Prognostic value of CHA2DS2-VASc score in patients with ST-segment elevation myocardial infarction who underwent primary percutaneous coronary intervention

Prof. Dr. Hüseyin Altuğ Çakmak
18 Ocak 202351 görüntülenme
Objectives The aim of the study was to investigate the relationship between CHA2DS2-VASc score and in-hospital and long-term all-cause and
cardiovascular mortality in patients with STEMI who underwent primary PCI.
Methods In this retrospective study, 604 patients, admitted to the emergency department with a diagnosis of STEMI, were included. The study
patients were divided into three risk groups according to CHA2DS2-VASc score: low-risk group (1 point), moderate-risk group (2 points), and high-risk
group (3 points and higher), respectively.
Results The mean follow-up time was 680±286 days. In the high-risk group, the rates of in-hospital and long-term all-cause and cardiovascular
mortality were higher than in the other groups. The Kaplan-Meier curves for the group with CHA2DS2-VASc scores >2 indicated a significantly shorter
long-term survival (P<0.001). In the receiver operating characteristic curve analysis, CHA2DS2-VASc scores >2 were identified as an effective predictive
cut-off point for all-cause mortality in STEMI (area under curve=0.850, 95% confidence interval: 0.819–0.878, P<0.001). CHA2DS2-VASc score >2 yielded
a sensitivity of 70.18% and a specificity of 83%.
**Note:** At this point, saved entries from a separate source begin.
//! gridop Operator
//!
//! Keeps data-grid clusters converged to their declared roles and sizes.
//! Standalone mode runs against the in-memory store, optionally seeded from
//! a JSON manifest of clusters, with the local workload runtime.

use std::sync::Arc;

use anyhow::{Context as _, Result};
use gridop_api::ClusterResource;
use gridop_operator::{
    config,
    events::LogRecorder,
    health::{ClusterHealth, RestHealthChecker, StaticHealth},
    runtime::LocalRuntime,
    store::{MemoryStore, ResourceStore},
    Operator,
};
use tokio::sync::watch;
use tracing::{error, info, warn};
use tracing_subscriber::{layer::SubscriberExt, util::SubscriberInitExt, EnvFilter};

#[tokio::main]
async fn main() -> Result<()> {
    // Load configuration
    let config = config::Config::from_env()?;

    // Initialize tracing (prefer RUST_LOG, fallback to GRIDOP_LOG_LEVEL)
    tracing_subscriber::registry()
        .with(EnvFilter::try_from_default_env().unwrap_or_else(|_| config.log_level.clone().into()))
        .with(tracing_subscriber::fmt::layer().json())
        .init();

    info!("Starting gridop operator");
    info!(
        workers = config.workers,
        status_ha_retry_secs = config.status_ha_retry.as_secs(),
        dev_mode = config.dev_mode,
        "Configuration loaded"
    );

    let store = Arc::new(MemoryStore::new());
    if let Some(path) = &config.manifest {
        let raw = tokio::fs::read_to_string(path)
            .await
            .with_context(|| format!("reading manifest {}", path.display()))?;
        let clusters: Vec<ClusterResource> =
            serde_json::from_str(&raw).context("parsing manifest")?;
        for cluster in clusters {
            let name = cluster.metadata.name.clone();
            store
                .create_cluster(cluster)
                .await
                .with_context(|| format!("seeding cluster {name}"))?;
        }
        info!(path = %path.display(), "Manifest loaded");
    }

    let health: Arc<dyn ClusterHealth> = if config.dev_mode {
        info!("Using static StatusHA (dev mode)");
        Arc::new(StaticHealth::new(true))
    } else {
        Arc::new(RestHealthChecker::new(
            config.management_port,
            config.health_timeout,
        )?)
    };

    // Create shutdown channel for graceful shutdown
    let (shutdown_tx, shutdown_rx) = watch::channel(false);

    let runtime_handle = tokio::spawn({
        let runtime = LocalRuntime::new(store.clone());
        let shutdown_rx = shutdown_rx.clone();
        async move {
            runtime.run(shutdown_rx).await;
        }
    });

    let operator = Operator::new(&config, store, Arc::new(LogRecorder), health);
    let mut operator_handle = tokio::spawn(operator.run(shutdown_rx));

    // Wait for shutdown signal (Ctrl+C)
    tokio::select! {
        _ = tokio::signal::ctrl_c() => {
            info!("Received shutdown signal");
        }
        result = &mut operator_handle => {
            if let Err(e) = result {
                error!(error = %e, "Operator task panicked");
            }
        }
    }

    // Signal shutdown to all workers
    let _ = shutdown_tx.send(true);

    info!("Waiting for workers to shut down...");
    let shutdown_timeout = std::time::Duration::from_secs(10);

    if !operator_handle.is_finished() {
        if let Err(e) = tokio::time::timeout(shutdown_timeout, operator_handle).await {
            warn!(error = %e, "Operator did not shut down in time");
        }
    }

    if let Err(e) = tokio::time::timeout(shutdown_timeout, runtime_handle).await {
        warn!(error = %e, "Local runtime did not shut down in time");
    }

    info!("Operator shutdown complete");
    Ok(())
}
Conclusion The CHA2DS2-VASc is a simple and easily calculated score that provides an additional level of risk stratification beyond that provided
by conventional risk scores in predicting in-hospital and long-term all-cause and cardiovascular mortality in STEMI

Acta Cardiol. 2016;71(6):663-669. doi: 10.2143/AC.71.6.3178184. PMID: 27920453.